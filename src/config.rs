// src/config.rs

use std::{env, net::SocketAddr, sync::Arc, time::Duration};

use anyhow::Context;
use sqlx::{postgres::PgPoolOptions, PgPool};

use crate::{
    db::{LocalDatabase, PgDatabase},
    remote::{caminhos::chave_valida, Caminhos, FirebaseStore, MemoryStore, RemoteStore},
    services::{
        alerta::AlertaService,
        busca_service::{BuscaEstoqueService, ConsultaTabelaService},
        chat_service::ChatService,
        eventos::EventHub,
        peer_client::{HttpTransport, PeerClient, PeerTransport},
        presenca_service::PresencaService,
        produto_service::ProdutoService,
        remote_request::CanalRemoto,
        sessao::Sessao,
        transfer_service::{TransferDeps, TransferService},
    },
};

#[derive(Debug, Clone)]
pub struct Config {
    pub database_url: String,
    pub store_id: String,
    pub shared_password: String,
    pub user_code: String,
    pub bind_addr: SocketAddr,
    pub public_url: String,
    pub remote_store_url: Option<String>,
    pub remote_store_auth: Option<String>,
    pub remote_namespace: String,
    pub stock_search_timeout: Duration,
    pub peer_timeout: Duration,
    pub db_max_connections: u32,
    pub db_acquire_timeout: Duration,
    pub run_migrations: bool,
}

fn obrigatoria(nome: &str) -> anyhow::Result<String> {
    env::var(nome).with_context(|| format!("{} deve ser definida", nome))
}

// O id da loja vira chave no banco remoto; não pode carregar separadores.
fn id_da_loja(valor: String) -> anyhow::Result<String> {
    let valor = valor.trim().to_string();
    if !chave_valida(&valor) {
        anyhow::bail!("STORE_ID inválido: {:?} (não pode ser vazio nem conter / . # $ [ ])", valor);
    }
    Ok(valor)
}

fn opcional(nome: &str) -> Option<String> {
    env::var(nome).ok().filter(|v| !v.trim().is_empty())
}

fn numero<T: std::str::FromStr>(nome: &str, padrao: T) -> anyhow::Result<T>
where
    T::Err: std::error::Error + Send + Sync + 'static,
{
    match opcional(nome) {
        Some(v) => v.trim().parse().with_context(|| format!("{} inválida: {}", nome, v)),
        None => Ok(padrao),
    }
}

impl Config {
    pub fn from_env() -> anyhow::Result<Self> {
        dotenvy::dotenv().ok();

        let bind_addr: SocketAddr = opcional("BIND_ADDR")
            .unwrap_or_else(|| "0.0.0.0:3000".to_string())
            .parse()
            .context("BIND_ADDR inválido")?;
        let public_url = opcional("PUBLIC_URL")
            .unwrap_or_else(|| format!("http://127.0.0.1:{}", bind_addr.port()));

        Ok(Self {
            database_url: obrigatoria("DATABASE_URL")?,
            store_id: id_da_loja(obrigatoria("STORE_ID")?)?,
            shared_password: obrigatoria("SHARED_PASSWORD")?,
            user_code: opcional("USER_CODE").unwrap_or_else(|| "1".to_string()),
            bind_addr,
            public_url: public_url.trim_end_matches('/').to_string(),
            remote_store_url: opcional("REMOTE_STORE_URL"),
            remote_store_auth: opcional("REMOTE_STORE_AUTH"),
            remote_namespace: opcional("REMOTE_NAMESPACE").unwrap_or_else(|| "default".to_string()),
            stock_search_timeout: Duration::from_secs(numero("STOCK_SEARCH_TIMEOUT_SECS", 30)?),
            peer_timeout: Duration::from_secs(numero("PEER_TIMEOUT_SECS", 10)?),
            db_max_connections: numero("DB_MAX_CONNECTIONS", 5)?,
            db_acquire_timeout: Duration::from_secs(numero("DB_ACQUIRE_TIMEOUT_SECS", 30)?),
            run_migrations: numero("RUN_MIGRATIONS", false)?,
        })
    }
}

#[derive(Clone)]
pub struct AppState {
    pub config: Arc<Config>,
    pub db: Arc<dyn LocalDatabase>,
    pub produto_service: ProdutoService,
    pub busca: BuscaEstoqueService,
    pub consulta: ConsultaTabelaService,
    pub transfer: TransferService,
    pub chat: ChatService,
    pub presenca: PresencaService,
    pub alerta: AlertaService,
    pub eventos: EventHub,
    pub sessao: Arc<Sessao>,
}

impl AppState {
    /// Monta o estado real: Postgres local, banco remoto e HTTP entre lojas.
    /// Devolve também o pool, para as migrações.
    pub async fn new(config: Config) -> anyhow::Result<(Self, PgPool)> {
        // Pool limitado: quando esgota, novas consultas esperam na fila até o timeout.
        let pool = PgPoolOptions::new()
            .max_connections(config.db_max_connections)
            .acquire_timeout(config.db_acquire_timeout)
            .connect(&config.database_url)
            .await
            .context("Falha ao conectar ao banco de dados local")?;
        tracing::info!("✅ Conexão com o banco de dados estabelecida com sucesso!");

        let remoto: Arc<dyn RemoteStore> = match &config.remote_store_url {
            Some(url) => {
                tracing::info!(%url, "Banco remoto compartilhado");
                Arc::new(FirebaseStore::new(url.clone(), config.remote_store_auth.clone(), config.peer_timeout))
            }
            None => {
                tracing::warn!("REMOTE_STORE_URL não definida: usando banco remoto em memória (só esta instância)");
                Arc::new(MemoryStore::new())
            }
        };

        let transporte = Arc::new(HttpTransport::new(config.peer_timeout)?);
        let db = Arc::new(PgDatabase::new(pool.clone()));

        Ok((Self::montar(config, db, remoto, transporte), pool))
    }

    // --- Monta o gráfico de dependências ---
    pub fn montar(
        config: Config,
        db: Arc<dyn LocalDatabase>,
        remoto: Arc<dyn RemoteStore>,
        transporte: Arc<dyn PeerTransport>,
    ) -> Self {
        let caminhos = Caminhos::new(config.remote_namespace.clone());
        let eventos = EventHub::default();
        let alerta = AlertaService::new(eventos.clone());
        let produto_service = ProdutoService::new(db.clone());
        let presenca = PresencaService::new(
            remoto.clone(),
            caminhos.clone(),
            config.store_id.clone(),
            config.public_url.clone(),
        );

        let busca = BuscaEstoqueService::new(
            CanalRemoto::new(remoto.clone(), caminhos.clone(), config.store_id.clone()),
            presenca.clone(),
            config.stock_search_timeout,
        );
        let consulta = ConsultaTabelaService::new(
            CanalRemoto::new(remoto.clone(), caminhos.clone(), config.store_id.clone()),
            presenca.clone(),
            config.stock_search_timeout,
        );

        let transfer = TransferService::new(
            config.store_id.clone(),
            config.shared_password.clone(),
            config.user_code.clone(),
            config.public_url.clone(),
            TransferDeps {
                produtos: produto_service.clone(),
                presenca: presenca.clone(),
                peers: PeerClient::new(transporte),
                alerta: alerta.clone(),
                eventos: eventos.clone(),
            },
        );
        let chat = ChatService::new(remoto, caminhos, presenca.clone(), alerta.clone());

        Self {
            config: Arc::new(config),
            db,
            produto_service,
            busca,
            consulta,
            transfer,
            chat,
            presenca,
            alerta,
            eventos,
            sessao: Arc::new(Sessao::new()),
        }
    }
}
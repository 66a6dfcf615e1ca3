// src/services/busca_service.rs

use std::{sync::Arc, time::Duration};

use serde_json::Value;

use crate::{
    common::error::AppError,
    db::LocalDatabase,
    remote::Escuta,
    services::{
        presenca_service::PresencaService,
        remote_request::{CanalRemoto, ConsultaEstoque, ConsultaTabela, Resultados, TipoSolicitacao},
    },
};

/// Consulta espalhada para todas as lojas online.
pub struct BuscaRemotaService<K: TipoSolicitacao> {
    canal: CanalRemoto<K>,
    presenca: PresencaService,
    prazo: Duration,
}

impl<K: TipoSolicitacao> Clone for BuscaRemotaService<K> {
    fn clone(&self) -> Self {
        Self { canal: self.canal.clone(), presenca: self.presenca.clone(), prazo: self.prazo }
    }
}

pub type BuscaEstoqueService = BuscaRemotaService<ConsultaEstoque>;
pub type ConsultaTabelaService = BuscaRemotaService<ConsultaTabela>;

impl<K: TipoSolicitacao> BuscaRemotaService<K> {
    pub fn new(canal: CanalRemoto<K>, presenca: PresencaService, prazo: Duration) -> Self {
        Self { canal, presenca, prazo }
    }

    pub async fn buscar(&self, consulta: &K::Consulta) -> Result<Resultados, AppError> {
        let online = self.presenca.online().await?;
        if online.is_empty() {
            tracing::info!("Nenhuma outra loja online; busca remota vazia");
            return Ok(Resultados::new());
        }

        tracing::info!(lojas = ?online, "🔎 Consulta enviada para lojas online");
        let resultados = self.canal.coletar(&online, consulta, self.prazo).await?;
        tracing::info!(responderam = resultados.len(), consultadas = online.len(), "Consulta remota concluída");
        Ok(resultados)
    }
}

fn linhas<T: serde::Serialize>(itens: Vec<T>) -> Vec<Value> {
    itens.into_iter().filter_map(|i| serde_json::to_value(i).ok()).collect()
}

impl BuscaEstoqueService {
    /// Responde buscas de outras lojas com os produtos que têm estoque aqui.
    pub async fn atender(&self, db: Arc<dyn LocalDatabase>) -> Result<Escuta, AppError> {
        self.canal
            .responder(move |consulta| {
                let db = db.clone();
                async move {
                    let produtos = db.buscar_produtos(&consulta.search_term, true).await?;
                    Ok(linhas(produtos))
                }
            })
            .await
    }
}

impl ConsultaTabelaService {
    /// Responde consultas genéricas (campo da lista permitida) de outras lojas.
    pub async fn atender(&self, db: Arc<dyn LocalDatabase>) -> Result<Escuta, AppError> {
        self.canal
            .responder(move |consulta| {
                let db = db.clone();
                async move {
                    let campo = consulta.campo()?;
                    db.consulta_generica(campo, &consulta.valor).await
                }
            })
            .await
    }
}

|---|

*YOUR ASSIGNMENT*.
Beginning with the line that contains "pub type ConsultaTabelaService", each line of the records above through the last one must be printed word for word.

*RESULT OF THE TASK*.
pub type ConsultaTabelaService = BuscaRemotaService<ConsultaTabela>;

impl<K: TipoSolicitacao> BuscaRemotaService<K> {
    pub fn new(canal: CanalRemoto<K>, presenca: PresencaService, prazo: Duration) -> Self {
        Self { canal, presenca, prazo }
    }

    pub async fn buscar(&self, consulta: &K::Consulta) -> Result<Resultados, AppError> {
        let online = self.presenca.online().await?;
        if online.is_empty() {
            tracing::info!("Nenhuma outra loja online; busca remota vazia");
            return Ok(Resultados::new());
        }

        tracing::info!(lojas = ?online, "🔎 Consulta enviada para lojas online");
        let resultados = self.canal.coletar(&online, consulta, self.prazo).await?;
        tracing::info!(responderam = resultados.len(), consultadas = online.len(), "Consulta remota concluída");
        Ok(resultados)
    }
}

fn linhas<T: serde::Serialize>(itens: Vec<T>) -> Vec<Value> {
    itens.into_iter().filter_map(|i| serde_json::to_value(i).ok()).collect()
}

impl BuscaEstoqueService {
    /// Responde buscas de outras lojas com os produtos que têm estoque aqui.
    pub async fn atender(&self, db: Arc<dyn LocalDatabase>) -> Result<Escuta, AppError> {
        self.canal
            .responder(move |consulta| {
                let db = db.clone();
                async move {
                    let produtos = db.buscar_produtos(&consulta.search_term, true).await?;
                    Ok(linhas(produtos))
                }
            })
            .await
    }
}

impl ConsultaTabelaService {
    /// Responde consultas genéricas (campo da lista permitida) de outras lojas.
    pub async fn atender(&self, db: Arc<dyn LocalDatabase>) -> Result<Escuta, AppError> {
        self.canal
            .responder(move |consulta| {
                let db = db.clone();
                async move {
                    let campo = consulta.campo()?;
                    db.consulta_generica(campo, &consulta.valor).await
                }
            })
            .await
    }
}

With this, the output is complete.